Nel suo sconfinato amore e delicata sensibilità, come ci rivelano queste sue parole che si elevano come un grido accorato al Padre, padre Pio soffriva molto per le mancanze di rispetto, le indifferenze, le profanazioni e i sacrilegi verso Gesù nel Sacramento dell’altare, soprattutto se perpetrati dai sacerdoti. C’è una visione nella quale Gesù stesso mostra a padre Pio qualcosa di sconvolgente, che gli lascerà nel cuore, per sempre, un dolore incommensurabile. Era il 7 aprile 1913 a Pietrelcina. Mentre era ancora a letto gli apparve Gesù tutto malconcio e sfigurato. «Egli mi mostrò – scrive – una grande moltitudine di sacerdoti regolari e secolari, fra i quali diversi dignitari ecclesiastici; di questi, chi stava celebrando, chi si stava parando e chi si stava svestendo delle sacre vesti. La vista di Gesù in angustie mi dava molta pena, perciò volli domandargli perché soffrisse tanto. Nessuna risposta n’ebbi. Però il suo sguardo si riportò verso quei sacerdoti; ma poco dopo, quasi inorridito e come se fosse stanco di guardare, ritirò lo sguardo ed allorché lo rialzò verso di me, con grande mio orrore, osservai due lagrime che gli solcavano le gote. Si allontanò da quella turba di sacerdoti con una grande espressione di disgusto sul volto, gridando: “Macellai!”».
Il disgusto, le lagrime, il dolore, l’espressione estremamente forte di Gesù fecero soffrire molto il Santo, che credeva di morirne per il dolore che ne provò nel corpo e nell’anima e che lo spinsero a fare della sua vita un’offerta vittimale anche per i sacerdoti. E quanto dovette essere invece di consolazione per il Cuore eucaristico di Gesù, l’amore appassionato di san Pio per il Sacramento dell’Amore!
Passava ore e ore, di giorno e di notte accanto al Tabernacolo, celebrava la Messa in un’estasi di amore e di dolore, immerso totalmente nel mistero del Calvario, concrocifisso con Cristo e partecipe della sua Passione; nella Comunione diventava una sola cosa con il Cuore di Gesù, facendo esperienze di Paradiso, in una fusione dei cuori tale che «non erano più due cuori che battevano, ma uno solo».

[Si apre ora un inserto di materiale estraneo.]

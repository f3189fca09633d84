//! Textual dump of a `LirProgram`, used by `boxel lower` and in tests.

use std::fmt::{self, Display, Formatter};

use itertools::Itertools;

use crate::pretty::{escape_string, PrettyCtx, PrettyPrintable};

use super::ty::Ty;
use super::{
    LirBasicBlock, LirConstant, LirExternal, LirFunction, LirGlobal, LirInstruction,
    LirInstructionKind, LirProgram, LirTerminator, LirTypeDefinition, LirValue,
};

impl PrettyPrintable for LirProgram {
    fn fmt_pretty(&self, f: &mut Formatter<'_>, ctx: &mut PrettyCtx<'_>) -> fmt::Result {
        ctx.writeln(f, format!("lir::Program {} {{", self.name))?;
        ctx.with_indent(|ctx| {
            section(f, ctx, "types", &self.type_definitions, |f, ctx, def| {
                ctx.writeln(f, type_definition_line(def))
            })?;
            section(f, ctx, "externals", &self.externals, |f, ctx, ext| {
                ctx.writeln(f, external_line(ext))
            })?;
            section(f, ctx, "globals", &self.globals, |f, ctx, global| {
                ctx.writeln(f, global_line(global))
            })?;
            for (idx, func) in self.functions.iter().enumerate() {
                if idx == 0 {
                    ctx.writeln(f, "functions:")?;
                } else {
                    writeln!(f)?;
                }
                ctx.with_indent(|ctx| write_function(func, f, ctx))?;
            }
            Ok(())
        })?;
        ctx.writeln(f, "}")
    }
}

/// `name:` followed by one indented entry per item; nothing when `items` is empty.
fn section<T>(
    f: &mut Formatter<'_>,
    ctx: &mut PrettyCtx<'_>,
    name: &str,
    items: &[T],
    mut entry: impl FnMut(&mut Formatter<'_>, &mut PrettyCtx<'_>, &T) -> fmt::Result,
) -> fmt::Result {
    if items.is_empty() {
        return Ok(());
    }
    ctx.writeln(f, format!("{name}:"))?;
    ctx.with_indent(|ctx| items.iter().try_for_each(|item| entry(f, ctx, item)))
}

fn type_definition_line(def: &LirTypeDefinition) -> String {
    let body = match &def.ty {
        Ty::Struct { fields, .. } if fields.is_empty() => "opaque".to_string(),
        Ty::Struct { fields, packed: true, .. } => format!("<{{ {} }}>", fields.iter().join(", ")),
        Ty::Struct { fields, .. } => format!("{{ {} }}", fields.iter().join(", ")),
        other => other.to_string(),
    };
    format!("%{} = {}", def.name, body)
}

fn external_line(external: &LirExternal) -> String {
    format!(
        "declare @{}({}) -> {}",
        external.name,
        external.signature.params.iter().join(", "),
        external.signature.return_type
    )
}

fn global_line(global: &LirGlobal) -> String {
    let constness = if global.is_constant { " const" } else { "" };
    let init = global
        .initializer
        .as_ref()
        .map(|value| format!(" = {value}"))
        .unwrap_or_default();
    format!(
        "@{}: {} [linkage: {}]{constness}{init}",
        global.name, global.ty, global.linkage
    )
}

fn write_function(func: &LirFunction, f: &mut Formatter<'_>, ctx: &mut PrettyCtx<'_>) -> fmt::Result {
    let params = func
        .signature
        .params
        .iter()
        .enumerate()
        .map(|(idx, ty)| format!("arg{idx}: {ty}"))
        .join(", ");
    ctx.writeln(
        f,
        format!(
            "fn {}({params}) -> {} [linkage: {}] {{",
            func.name, func.signature.return_type, func.linkage
        ),
    )?;
    ctx.with_indent(|ctx| {
        section(f, ctx, "locals", &func.locals, |f, ctx, local| {
            let name = local
                .name
                .as_ref()
                .map(|name| format!(" // name: {name}"))
                .unwrap_or_default();
            let arg = if local.is_argument { " // arg" } else { "" };
            ctx.writeln(f, format!("%local{}: {}{name}{arg}", local.id, local.ty))
        })?;
        func.basic_blocks
            .iter()
            .try_for_each(|block| write_block(block, f, ctx))
    })?;
    ctx.writeln(f, "}")
}

fn block_list(ids: &[u32]) -> String {
    ids.iter().map(|id| format!("bb{id}")).join(", ")
}

fn write_block(block: &LirBasicBlock, f: &mut Formatter<'_>, ctx: &mut PrettyCtx<'_>) -> fmt::Result {
    let mut header = format!("bb{}", block.id);
    if let Some(label) = &block.label {
        header += &format!(" // label: {label}");
    }
    if !block.predecessors.is_empty() {
        header += &format!(" // preds: [{}]", block_list(&block.predecessors));
    }
    if !block.successors.is_empty() {
        header += &format!(" // succs: [{}]", block_list(&block.successors));
    }
    ctx.writeln(f, header + ":")?;
    ctx.with_indent(|ctx| {
        let show_types = ctx.options.show_types;
        for inst in &block.instructions {
            let ty = match &inst.type_hint {
                Some(ty) if show_types => format!(" : {ty}"),
                _ => String::new(),
            };
            ctx.writeln(f, format!("i{}: {}{ty}", inst.id, instruction_text(inst)))?;
        }
        ctx.writeln(f, format!("terminator: {}", block.terminator))
    })
}

fn instruction_text(inst: &LirInstruction) -> String {
    let result = format!("%r{} = ", inst.id);
    match &inst.kind {
        LirInstructionKind::Alloca { ty } => format!("{result}alloca {ty}"),
        LirInstructionKind::Load { address } => format!("{result}load {address}"),
        LirInstructionKind::Store { value, address } => format!("store {value}, {address}"),
        LirInstructionKind::Call { function, args } => {
            let produces_value = inst.type_hint.as_ref().is_some_and(|ty| !ty.is_void());
            format!(
                "{}call {function}({})",
                if produces_value { result.as_str() } else { "" },
                args.iter().join(", ")
            )
        }
    }
}

impl Display for LirTerminator {
    fn fmt(&self, f: &mut Formatter<'_>) -> fmt::Result {
        match self {
            LirTerminator::Return(None) => f.write_str("ret void"),
            LirTerminator::Return(Some(value)) => write!(f, "ret {value}"),
            LirTerminator::Br(target) => write!(f, "br bb{target}"),
            LirTerminator::CondBr {
                condition,
                if_true,
                if_false,
            } => write!(f, "cond_br {condition}, bb{if_true}, bb{if_false}"),
            LirTerminator::Unreachable => f.write_str("unreachable"),
        }
    }
}

impl Display for LirValue {
    fn fmt(&self, f: &mut Formatter<'_>) -> fmt::Result {
        match self {
            LirValue::Register(id) => write!(f, "%r{id}"),
            LirValue::Constant(constant) => constant.fmt(f),
            LirValue::Global(name, _) | LirValue::Function(name) => write!(f, "@{name}"),
            LirValue::Local(id) => write!(f, "%local{id}"),
        }
    }
}

impl Display for LirConstant {
    fn fmt(&self, f: &mut Formatter<'_>) -> fmt::Result {
        match self {
            LirConstant::Int(value, ty) => write!(f, "{ty} {value}"),
            LirConstant::Float(value, ty) => write!(f, "{ty} {value:?}"),
            LirConstant::Bool(value) => write!(f, "i1 {value}"),
            LirConstant::String(text) => write!(f, "c\"{}\\00\"", escape_string(text)),
            LirConstant::ZeroInit(ty) => write!(f, "{ty} zeroinitializer"),
        }
    }
}

#[cfg(test)]
mod tests {
    use super::*;
    use crate::lir::{Linkage, LirFunctionSignature, LirLocal};
    use crate::pretty::{pretty, PrettyOptions};
    use pretty_assertions::assert_eq;

    fn sample_program() -> LirProgram {
        let value = Ty::named("struct.vm.Value");
        let context = Ty::named("struct.vm.Context");
        let mut program = LirProgram::default();
        program.add_type_definition(LirTypeDefinition {
            name: "struct.vm.Value".into(),
            ty: Ty::Struct {
                fields: vec![Ty::I32, Ty::F64],
                packed: false,
                name: Some("struct.vm.Value".into()),
            },
        });
        program.add_type_definition(LirTypeDefinition {
            name: "struct.vm.Context".into(),
            ty: Ty::named("struct.vm.Context"),
        });
        program.add_external(LirExternal {
            name: "__boxel_return".into(),
            signature: LirFunctionSignature::new(vec![context.ptr_to(), value.clone()], Ty::Void),
        });
        program.add_global(LirGlobal {
            name: ".str".into(),
            ty: Ty::Array(Box::new(Ty::I8), 3),
            initializer: Some(LirConstant::String("hi".into())),
            linkage: Linkage::Private,
            is_constant: true,
        });

        let mut func = LirFunction::new(
            "main",
            LirFunctionSignature::new(vec![context.ptr_to()], Ty::Void),
            Linkage::External,
        );
        func.locals.push(LirLocal {
            id: 0,
            ty: context.ptr_to(),
            name: Some("ctx".into()),
            is_argument: true,
        });
        let mut block = LirBasicBlock::new(0, Some("L0".into()));
        block.add_instruction(
            LirInstruction::new(0, LirInstructionKind::Alloca { ty: value.clone() })
                .with_type(value.ptr_to()),
        );
        block.add_instruction(LirInstruction::new(
            1,
            LirInstructionKind::Store {
                value: LirValue::Constant(LirConstant::ZeroInit(value.clone())),
                address: LirValue::Register(0),
            },
        ));
        block.add_instruction(
            LirInstruction::new(
                2,
                LirInstructionKind::Load {
                    address: LirValue::Register(0),
                },
            )
            .with_type(value.clone()),
        );
        block.add_instruction(
            LirInstruction::new(
                3,
                LirInstructionKind::Call {
                    function: LirValue::Function("__boxel_return".into()),
                    args: vec![LirValue::Local(0), LirValue::Register(2)],
                },
            )
            .with_type(Ty::Void),
        );
        block.set_terminator(LirTerminator::Return(None));
        func.add_basic_block(block);
        program.add_function(func);
        program
    }

    #[test]
    fn renders_program() {
        let text = pretty(&sample_program(), PrettyOptions::default()).to_string();
        let expected = [
            "lir::Program a.out {",
            "    types:",
            "        %struct.vm.Value = { i32, f64 }",
            "        %struct.vm.Context = opaque",
            "    externals:",
            "        declare @__boxel_return(ptr %struct.vm.Context, %struct.vm.Value) -> void",
            "    globals:",
            "        @.str: [3 x i8] [linkage: private] const = c\"hi\\00\"",
            "    functions:",
            "        fn main(arg0: ptr %struct.vm.Context) -> void [linkage: external] {",
            "            locals:",
            "                %local0: ptr %struct.vm.Context // name: ctx // arg",
            "            bb0 // label: L0:",
            "                i0: %r0 = alloca %struct.vm.Value : ptr %struct.vm.Value",
            "                i1: store %struct.vm.Value zeroinitializer, %r0",
            "                i2: %r2 = load %r0 : %struct.vm.Value",
            "                i3: call @__boxel_return(%local0, %r2) : void",
            "                terminator: ret void",
            "        }",
            "}",
            "",
        ]
        .join("\n");
        assert_eq!(text, expected);
    }

    #[test]
    fn hides_types_when_disabled() {
        let options = PrettyOptions {
            show_types: false,
            ..PrettyOptions::default()
        };
        let text = pretty(&sample_program(), options).to_string();
        assert!(text.contains("i0: %r0 = alloca %struct.vm.Value\n"));
        assert!(!text.contains(" : ptr"));
    }
}
//! Placeholders for operations the runtime gives no lowering for.

use boxel_core::diagnostics::Diagnostic;
use boxel_core::mir::{ExprKind, StmtLocation};
use derive_more::Display;
use tracing::warn;

use crate::driver::FunctionLowering;

pub const UNSUPPORTED_CODE: &str = "boxel::unsupported";

#[derive(Debug, Clone, Copy, PartialEq, Eq, Hash, PartialOrd, Ord, Display)]
pub enum UnsupportedKind {
    #[display("{_0} expression")]
    Expr(ExprKind),
    #[display("non-boolean condition")]
    NonBooleanCondition,
}

impl UnsupportedKind {
    /// Role of the optional runtime helper that would lower this operation.
    pub fn helper_role(self) -> Option<&'static str> {
        match self {
            UnsupportedKind::Expr(ExprKind::BinaryOp) => Some("binary_op"),
            UnsupportedKind::Expr(ExprKind::UnaryOp) => Some("unary_op"),
            UnsupportedKind::Expr(ExprKind::Name) => Some("get_name"),
            UnsupportedKind::Expr(ExprKind::Member) => Some("get_member"),
            UnsupportedKind::Expr(ExprKind::Subscript) => Some("get_element"),
            _ => None,
        }
    }
}

/// A placeholder emitted in place of an operation with no lowering.
#[derive(Debug, Clone, PartialEq, Eq)]
pub struct Unsupported {
    pub kind: UnsupportedKind,
    pub location: StmtLocation,
}

impl Unsupported {
    pub fn to_diagnostic(&self) -> Diagnostic {
        let message = match self.kind {
            UnsupportedKind::Expr(kind) => {
                format!("{} expression lowered to a zero placeholder", kind)
            }
            UnsupportedKind::NonBooleanCondition => {
                "non-boolean condition lowered to `false`".to_string()
            }
        };
        let diagnostic = Diagnostic::warning(message)
            .with_code(UNSUPPORTED_CODE)
            .with_location(self.location.to_string())
            .with_source_context("isel");
        match self.kind.helper_role() {
            Some(role) => diagnostic.with_suggestion(format!(
                "provide the optional `{}` helper in the runtime definition",
                role
            )),
            None => diagnostic,
        }
    }
}

impl From<&Unsupported> for Diagnostic {
    fn from(unsupported: &Unsupported) -> Self {
        unsupported.to_diagnostic()
    }
}

impl FunctionLowering<'_, '_> {
    pub(crate) fn report_unsupported(&mut self, kind: UnsupportedKind) {
        warn!(location = %self.location, %kind, "emitting placeholder");
        self.session.unsupported.push(Unsupported {
            kind,
            location: self.location.clone(),
        });
    }
}

#[cfg(test)]
mod tests {
    use super::*;
    use boxel_core::diagnostics::DiagnosticLevel;
    use boxel_core::mir::BlockId;

    #[test]
    fn converts_to_warning_diagnostic() {
        let unsupported = Unsupported {
            kind: UnsupportedKind::Expr(ExprKind::Call),
            location: StmtLocation {
                function: "main".into(),
                block: BlockId(1),
                statement: 0,
            },
        };
        let diagnostic = Diagnostic::from(&unsupported);
        assert_eq!(diagnostic.level, DiagnosticLevel::Warning);
        assert_eq!(diagnostic.code.as_deref(), Some(UNSUPPORTED_CODE));
        assert_eq!(diagnostic.location.as_deref(), Some("`main` L1#0"));
        assert_eq!(
            diagnostic.message,
            "Call expression lowered to a zero placeholder"
        );
        assert!(diagnostic.suggestions.is_empty());
        assert_eq!(
            UnsupportedKind::NonBooleanCondition.to_string(),
            "non-boolean condition"
        );
    }

    #[test]
    fn missing_helpers_are_named_in_the_suggestion() {
        let unsupported = Unsupported {
            kind: UnsupportedKind::Expr(ExprKind::Member),
            location: StmtLocation {
                function: "main".into(),
                block: BlockId(0),
                statement: 2,
            },
        };
        assert_eq!(
            unsupported.to_diagnostic().suggestions,
            vec!["provide the optional `get_member` helper in the runtime definition".to_string()]
        );
    }
}
//! Instruction selection: lowers `boxel_core::mir` modules into typed
//! `boxel_core::lir` programs that call into a boxed-value runtime.

pub mod blocks;
pub mod builder;
pub mod catalog;
pub mod driver;
pub mod error;
pub mod expr;
pub mod options;
pub mod stmt;
pub mod strings;
pub mod symbols;
pub mod temps;
pub mod unsupported;

#[cfg(test)]
mod testing;

pub use catalog::{HelperRef, RuntimeNames, TypeCatalog};
pub use driver::{InstructionSelection, LoweredModule};
pub use expr::Lowered;
pub use options::IselOptions;
pub use unsupported::{Unsupported, UnsupportedKind};

use boxel_core::Result;

/// A pass from one IR to another.
pub trait IrTransform<Src, Dst> {
    fn transform(&mut self, source: Src) -> Result<Dst>;
}
use boxel_core::lir::{Linkage, DEFAULT_MODULE_NAME};
use serde::{Deserialize, Serialize};

use crate::catalog::RuntimeNames;

/// Knobs for a lowering session. Every field has a default, so a partial
/// `[lowering]` table in `boxel.toml` is enough.
#[derive(Debug, Clone, PartialEq, Eq, Serialize, Deserialize)]
#[serde(default)]
pub struct IselOptions {
    pub module_name: String,
    pub runtime_names: RuntimeNames,
    /// Emit lowered functions with internal instead of external linkage.
    pub internal_linkage: bool,
}

impl Default for IselOptions {
    fn default() -> Self {
        Self {
            module_name: DEFAULT_MODULE_NAME.to_string(),
            runtime_names: RuntimeNames::default(),
            internal_linkage: false,
        }
    }
}

impl IselOptions {
    pub fn with_module_name(mut self, name: impl Into<String>) -> Self {
        self.module_name = name.into();
        self
    }

    pub fn function_linkage(&self) -> Linkage {
        if self.internal_linkage {
            Linkage::Internal
        } else {
            Linkage::External
        }
    }
}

Un sacerdote, suo figlio spirituale, ci lascia questo breve ma meraviglioso ritratto di san Pio all’altare: «Stupende riuscivano le sue liturgie, perché coinvolgeva nei suoi riti, quando celebrava, quando distribuiva la Comunione. Con i suoi occhi spalancati, fissi sull’Ostia, attirava e trascinava tutti i presenti: era l’amore che si esprimeva e suscitava conversioni e slanci verso Dio. Era bello vedere le sue mani posarsi sull’Ostia santa, con la delicatezza di una madre con tra le braccia la sua creaturina; è impossibile dimenticare l’attenzione e la cura che provava verso i frammenti dell’Ostia santa sulla patena e sul corporale».
San Pio ci ottenga di vivere questo Giovedì Santo con immensa gratitudine per il dono del Sacramento dell’Amore e del Sacerdozio; il suo esempio ci sproni alla preghiera generosa per i sacerdoti e ci sia di aiuto per vivere una vita cristiana profondamente eucaristica.
di Suor M. Gabriella Iannelli, FI
Note
1) Dolcissimo Iddio. Lettere a Giuseppina Morgera, Editrice Ancora 1994, p. 86.
2) Epistolario I, p. 197.
3) Ivi, p. 89.
4) Epistolario IV, p. 62.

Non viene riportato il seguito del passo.